I often wonder how those in the media can talk about women’s bodies so much, when I can guess that most would not want to undergo the same scrutiny. Yet, this practice seems to be tireless.  To be perfectly honest, though I don’t often watch E! Network, I had hoped that this is something that they had grown past. E! News, I challenge you to find other things to talk about besides women’s bodies. 

Affects of Observing Anti-Fat Behavior

Recently, a group of psychologists at McGill University found that celebrity fat shaming is associated with an increase in women’s implicit negative weight-related attitudes. UK Magazine, Stylist, says the following, “Implicit attitudes are people’s split-second, instinctive reactions as to whether something – such as fatness or weight gain – is inherently good or bad. Explicit attitudes, in contrast, are those beliefs that people consciously and openly endorse. In other words, we might never say out loud that we think bigger bodies are bad. But thanks in part to celebrity fat-shaming in the media, we may also find it hard to internally shake off negative ideas about weight gain.”

Specifically, researchers found that after witnessing a celebrity fat shaming, women experience a dramatic increase in anti-fat attitudes. Further, the more notorious or critical the fat shaming, the higher the increase. 

I’m going to take you back to some research that I’ve discussed before in my blog. The Girls’ Index, a report from Columbus non-profit Ruling Our Experiences (ROX), found that by ninth grade the percentage of young girls who wish to change their appearance dramatically increases. Simultaneously, the percentage of girls who say they are confident declines sharply. 

Today, women’s bodies are not only criticized and made the topic of conversation by Magazines and TV hosts, but by everyday people through social media. The same anti-fat attitudes are translated through social media as they are through TV and print. ROX found that the more time that young girls spend on social media, they are up to 24% more likelyto want to change their appearance. They don’t think that they’re good enough or beautiful enough. And 27% will delete an Instagram post if they feel like it didn’t get enough likes.

I ask again, why is this still happening today. A common practice in the 40s to the early 60s was listing a women’s weight and physical characteristics in newspapers. This was done even when the information was totally irrelevant to the story. History professor Michelle Moravec says, “The practice of including women’s weight — or any other physical observations — in the news has been a way, consciously or not, of “putting women into their proper place,” by giving more value to their appearances. For men, on the other hand, with the exception of athletes, characteristics like weight or attractiveness weren’t important, “Nobody’s describing like, ‘The male candidate in the gray suit got up to deliver a powerful speech,’” she adds. “That’s how you know it’s a gender dynamic: It sounds absurd when you apply it to men.”
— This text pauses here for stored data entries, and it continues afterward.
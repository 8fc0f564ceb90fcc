//! StackVM CLI — run and inspect stack-machine programs.

use clap::{Parser as ClapParser, Subcommand};
use std::path::{Path, PathBuf};
use tracing_subscriber::EnvFilter;

use stackvm::{ExitCode, Machine, Program, VmError};
use stackvm_cli::colors::{bold, gray, green, red, status_label, yellow};
use stackvm_cli::config::StackvmConfig;
use stackvm_cli::inspect;

#[derive(ClapParser)]
#[command(name = "stackvm", version, about = "Run stack-machine bytecode programs")]
struct Cli {
    /// Configuration file (default: nearest stackvm.toml)
    #[arg(long, global = true)]
    config: Option<PathBuf>,

    #[command(subcommand)]
    command: Commands,
}

#[derive(Subcommand)]
enum Commands {
    /// Run a program from its JSON listing
    Run {
        /// Path to the program JSON
        #[arg()]
        file: PathBuf,

        /// Dump machine state before every instruction
        #[arg(short, long)]
        verbose: bool,
    },
    /// Show the effective resource limits
    Config {
        /// Print a default stackvm.toml instead
        #[arg(long)]
        template: bool,
    },
    /// List decoded functions and jump blocks
    Inspect {
        /// Path to the program JSON
        #[arg()]
        file: PathBuf,
    },
}

fn main() {
    let cli = Cli::parse();
    let config = load_config(cli.config.as_deref());

    match cli.command {
        Commands::Run { file, verbose } => {
            let verbose = verbose || config.run.verbose;
            init_tracing(config.run.log.as_deref(), verbose);
            cmd_run(&file, &config, verbose)
        }
        Commands::Config { template } => cmd_config(&config, cli.config.as_deref(), template),
        Commands::Inspect { file } => cmd_inspect(&file),
    }
}

fn init_tracing(configured: Option<&str>, verbose: bool) {
    let fallback = configured.unwrap_or(if verbose { "debug" } else { "warn" });
    let filter = EnvFilter::try_from_default_env().unwrap_or_else(|_| EnvFilter::new(fallback));
    tracing_subscriber::fmt()
        .with_env_filter(filter)
        .with_writer(std::io::stderr)
        .init();
}

fn exit_with(code: ExitCode) -> ! {
    std::process::exit(code.code())
}

fn load_config(path: Option<&Path>) -> StackvmConfig {
    let loaded = match path {
        Some(path) => StackvmConfig::load_from(path),
        None => StackvmConfig::load(),
    };
    loaded.unwrap_or_else(|e| {
        eprintln!("{} {}", red("error:"), e);
        exit_with(ExitCode::FileErr);
    })
}

fn read_program(path: &Path) -> Program {
    let text = std::fs::read_to_string(path).unwrap_or_else(|e| {
        eprintln!(
            "{} cannot read file '{}': {}",
            red("error:"),
            bold(&path.display().to_string()),
            e
        );
        exit_with(ExitCode::FileErr);
    });
    Program::from_json(&text).unwrap_or_else(|e| {
        eprintln!(
            "{} invalid program in '{}': {}",
            red("error:"),
            bold(&path.display().to_string()),
            e
        );
        exit_with(ExitCode::FileErr);
    })
}

fn report(err: &VmError) -> ! {
    let code = err.exit_code();
    eprintln!("{} {}", red("error:"), err);
    eprintln!("{} {} ({})", gray("exit:"), code, code.code());
    exit_with(code);
}

/// Step until finished, dumping state before each step.
fn run_traced(vm: &mut Machine) -> Result<(), VmError> {
    while !vm.is_finished() {
        eprint!("{}", gray(&vm.dump_state()));
        if let Err(err) = vm.step() {
            let frames = vm.capture_stack_trace();
            return Err(err.with_stack_trace(frames));
        }
    }
    eprint!("{}", gray(&vm.dump_state()));
    Ok(())
}

fn cmd_run(file: &Path, config: &StackvmConfig, verbose: bool) {
    let program = read_program(file);
    let limits = config.limits.clone().validated().unwrap_or_else(|e| {
        eprintln!("{} invalid configuration: {}", red("error:"), e);
        exit_with(ExitCode::VmErr);
    });

    let mut vm = Machine::new(&program, &limits).unwrap_or_else(|e| report(&e));
    let outcome = if verbose {
        run_traced(&mut vm)
    } else {
        vm.run()
    };
    if let Err(e) = outcome {
        report(&e);
    }
    if verbose {
        eprintln!("{} {} steps", status_label("Finished"), vm.steps());
    }
    if let Some(result) = vm.result() {
        tracing::debug!(result = %result, "entry point returned");
    }
}

fn cmd_config(config: &StackvmConfig, explicit: Option<&Path>, template: bool) {
    if template {
        print!("{}", StackvmConfig::default_template());
        return;
    }
    match explicit.map(Path::to_path_buf).or_else(StackvmConfig::discover) {
        Some(path) => println!("{} {}", gray("config:"), path.display()),
        None => println!("{} {}", gray("config:"), gray("defaults")),
    }
    print!("{}", config.limits);
    let problems = config.problems();
    if problems.is_empty() {
        println!("{} limits are valid", green("✓"));
        return;
    }
    for problem in &problems {
        eprintln!("{} {}", yellow("warning:"), problem);
    }
    exit_with(ExitCode::VmErr);
}

fn cmd_inspect(file: &Path) {
    let program = read_program(file);
    print!("{}", inspect::describe(&program));
    let broken = inspect::undecodable(&program);
    if !broken.is_empty() {
        eprintln!(
            "{} undecodable instructions in {}",
            red("error:"),
            broken.join(", ")
        );
        exit_with(ExitCode::UnknownBytecode);
    }
}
Hell, we learned Condoleezza Rice wore a dress size between a 6 and an 8 before we could actually get into the article that talked about her security expertise in a 2000s New York Times article. What does this teach women about their worth? Why aren’t we applauding Beyoncé for her athletic prowess and commitment to her artistry? Would you want your dress size to be the headline of a story about you and your life’s work? 

I sure don’t, but to get it out of the way. I’m between a size 10 and 12, and if that changes how you feel about anything I just said, thank you for your time but kindly leave my page.